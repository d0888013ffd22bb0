use crate::{
    dsp::{
        pitch::{cents_to_ratio, note_to_frequency},
        sequencer::WaveSequencer,
        EnvelopeGenerator, EnvelopeState, ModulationUnit, Oscillator, PitchOffset, Playback,
    },
    instrument::{InstrumentData, SoundSource, StepEffect},
    MAX_NOTE, MAX_VELOCITY, MAX_VOLUME, TICK_RATE_HZ,
};

/*
Dual-Clock Rendering
====================

A voice runs on two clocks at once:

  sample clock   One step per output frame (44 100 or 48 000 per second).
                 Moves the oscillator phase.

  tick clock     Fixed 50 steps per second. Moves the envelope, vibrato,
                 arpeggio and wave sequencer, then recomputes pitch.

The tick clock is derived from the sample clock with one accumulator:

    accumulator += 1                      every frame
    if accumulator >= sample_rate / 50:
        accumulator -= sample_rate / 50
        tick()

Counting frames instead of seconds keeps the boundary exact whenever
sample_rate / 50 is a whole number, so 44.1 kHz ticks land on every 882nd
frame forever instead of drifting with float error. Fractional boundaries
carry the remainder forward: at 11 025 Hz ticks alternate between 220 and
221 frames apart.

Per frame, in order:

    1. advance the accumulator, maybe tick
    2. if the envelope went Off on that tick: silence the rest, stop
    3. produce one oscillator sample and scale it by
           envelope/64 · velocity/127 · master/64
    4. advance the oscillator phase; a finished one-shot sample stops the
       voice and silences the rest of the buffer
*/

/// A single tracker voice: one instrument, one note at a time.
#[derive(Debug, Clone)]
pub struct Voice {
    instrument: Option<InstrumentData>,
    envelope: EnvelopeGenerator,
    modulation: ModulationUnit,
    sequencer: WaveSequencer,
    oscillator: Oscillator,
    sample_rate: f32,
    samples_per_tick: f32,
    tick_accumulator: f32,
    ticks: u64,
    note: u8,
    velocity: u8,
    master_volume: u8,
    active: bool,
}

impl Voice {
    /// [`Context`](super::Context) only builds voices at 50 Hz or more. Lower
    /// rates run one tick per frame.
    pub fn new(sample_rate: f32) -> Self {
        Self {
            instrument: None,
            envelope: EnvelopeGenerator::new(),
            modulation: ModulationUnit::new(),
            sequencer: WaveSequencer::new(),
            oscillator: Oscillator::default(),
            sample_rate,
            samples_per_tick: (sample_rate / TICK_RATE_HZ).max(1.0),
            tick_accumulator: 0.0,
            ticks: 0,
            note: 0,
            velocity: 0,
            master_volume: MAX_VOLUME,
            active: false,
        }
    }

    /// Replaces the instrument. A sounding note is cut, since its phase may
    /// not be valid for the new data.
    pub fn load(&mut self, instrument: InstrumentData) {
        self.stop();
        self.oscillator = Oscillator::for_source(&instrument.source);
        self.instrument = Some(instrument);
    }

    /// Starts a note. Velocity 0 releases instead, like MIDI running status.
    pub fn note_on(&mut self, note: u8, velocity: u8) {
        if velocity == 0 {
            self.note_off();
            return;
        }
        let Some(instrument) = &self.instrument else {
            log::trace!("note-on ignored, voice has no instrument");
            return;
        };

        self.note = note.min(MAX_NOTE);
        self.velocity = velocity.min(MAX_VELOCITY);
        self.oscillator = Oscillator::for_source(&instrument.source);
        self.tick_accumulator = 0.0;
        self.ticks = 0;
        self.sequencer.note_on();
        self.modulation
            .note_on(&instrument.vibrato, &instrument.arpeggio);
        self.envelope.note_on(&instrument.envelope);
        self.active = true;
        self.update_increment();
    }

    /// Moves the envelope into release. The voice keeps sounding until the
    /// release ends.
    pub fn note_off(&mut self) {
        self.envelope.note_off();
    }

    /// Silences immediately, keeping the instrument.
    pub fn stop(&mut self) {
        self.envelope.force_off();
        self.active = false;
    }

    /// Drops the instrument and clears all playback state.
    pub fn reset(&mut self) {
        *self = Self::new(self.sample_rate);
    }

    /// Renders `min(left.len(), right.len())` frames of the same signal into
    /// both channels and returns how many of them the voice produced before
    /// going silent. Frames after that point are zeroed.
    pub fn render(&mut self, left: &mut [f32], right: &mut [f32]) -> usize {
        let frames = left.len().min(right.len());
        let (left, right) = (&mut left[..frames], &mut right[..frames]);

        if !self.active {
            left.fill(0.0);
            right.fill(0.0);
            return 0;
        }

        for i in 0..frames {
            self.tick_accumulator += 1.0;
            while self.tick_accumulator >= self.samples_per_tick {
                self.tick_accumulator -= self.samples_per_tick;
                self.tick();
                if !self.active {
                    left[i..].fill(0.0);
                    right[i..].fill(0.0);
                    return i;
                }
            }

            let Some(instrument) = &self.instrument else {
                left[i..].fill(0.0);
                right[i..].fill(0.0);
                return i;
            };

            let out = self.oscillator.produce_sample(&instrument.source) * self.gain();
            left[i] = out;
            right[i] = out;

            if self.oscillator.advance_phase(&instrument.source) == Playback::Finished {
                self.stop();
                left[i + 1..].fill(0.0);
                right[i + 1..].fill(0.0);
                return i + 1;
            }
        }

        frames
    }

    /// Runs one tick of the control clock: envelope, vibrato, arpeggio, wave
    /// sequencer, then pitch.
    pub fn tick(&mut self) {
        let Some(instrument) = &self.instrument else {
            return;
        };
        if !self.active {
            return;
        }
        self.ticks += 1;

        if self.envelope.tick(&instrument.envelope) == EnvelopeState::Off {
            self.active = false;
            return;
        }

        self.modulation
            .tick(&instrument.vibrato, &instrument.arpeggio);

        if let (SoundSource::Wavetable(source), Oscillator::Wavetable(osc)) =
            (&instrument.source, &mut self.oscillator)
        {
            if let Some(step) = self.sequencer.tick(source) {
                osc.set_wave(step.wave);
                if step.effect == StepEffect::VolumeReset {
                    self.envelope.retrigger(&instrument.envelope);
                }
            }
        }

        self.update_increment();
    }

    fn update_increment(&mut self) {
        let Some(instrument) = &self.instrument else {
            return;
        };
        let PitchOffset { semitones, cents } = self.modulation.offset();

        match (&mut self.oscillator, &instrument.source) {
            (Oscillator::Wavetable(osc), SoundSource::Wavetable(source)) => {
                let note = f32::from(self.note)
                    + f32::from(semitones)
                    + f32::from(self.sequencer.transpose(source));
                osc.set_frequency(
                    note_to_frequency(note) * cents_to_ratio(cents),
                    self.sample_rate,
                );
            }
            (Oscillator::Pcm(osc), SoundSource::Pcm(sample)) => {
                let played = (i16::from(self.note) + i16::from(sample.transpose()))
                    .clamp(0, i16::from(MAX_NOTE));
                let note = f32::from(played) + f32::from(semitones);
                let finetune = f32::from(sample.finetune()) * 100.0 / 8.0;
                osc.set_frequency(note_to_frequency(note) * cents_to_ratio(finetune + cents));
            }
            _ => {}
        }
    }

    #[inline]
    fn gain(&self) -> f32 {
        let max = f32::from(MAX_VOLUME);
        (self.envelope.volume() / max)
            * (f32::from(self.velocity) / f32::from(MAX_VELOCITY))
            * (f32::from(self.master_volume) / max)
    }

    pub fn is_active(&self) -> bool {
        self.active
    }

    pub fn has_instrument(&self) -> bool {
        self.instrument.is_some()
    }

    pub fn instrument(&self) -> Option<&InstrumentData> {
        self.instrument.as_ref()
    }

    pub(crate) fn instrument_mut(&mut self) -> Option<&mut InstrumentData> {
        self.instrument.as_mut()
    }

    pub fn envelope_state(&self) -> EnvelopeState {
        self.envelope.state()
    }

    /// Envelope volume, 0.0 to 64.0.
    pub fn envelope_volume(&self) -> f32 {
        self.envelope.volume()
    }

    pub fn pitch_offset(&self) -> PitchOffset {
        self.modulation.offset()
    }

    pub fn arpeggio_index(&self) -> usize {
        self.modulation.arpeggio_index()
    }

    pub fn sequencer_step(&self) -> usize {
        self.sequencer.step()
    }

    pub fn oscillator(&self) -> &Oscillator {
        &self.oscillator
    }

    /// Ticks run since the last note-on.
    pub fn ticks(&self) -> u64 {
        self.ticks
    }

    pub fn note(&self) -> u8 {
        self.note
    }

    pub fn velocity(&self) -> u8 {
        self.velocity
    }

    pub fn master_volume(&self) -> u8 {
        self.master_volume
    }

    pub fn set_master_volume(&mut self, volume: u8) {
        self.master_volume = volume.min(MAX_VOLUME);
    }

    pub fn sample_rate(&self) -> f32 {
        self.sample_rate
    }
}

## TASK DIRECTIONS
Working through the records, copy each line in which the word "ModulationUnit" appears.

## SOLUTION BELOW
        EnvelopeGenerator, EnvelopeState, ModulationUnit, Oscillator, PitchOffset, Playback,
    modulation: ModulationUnit,
            modulation: ModulationUnit::new(),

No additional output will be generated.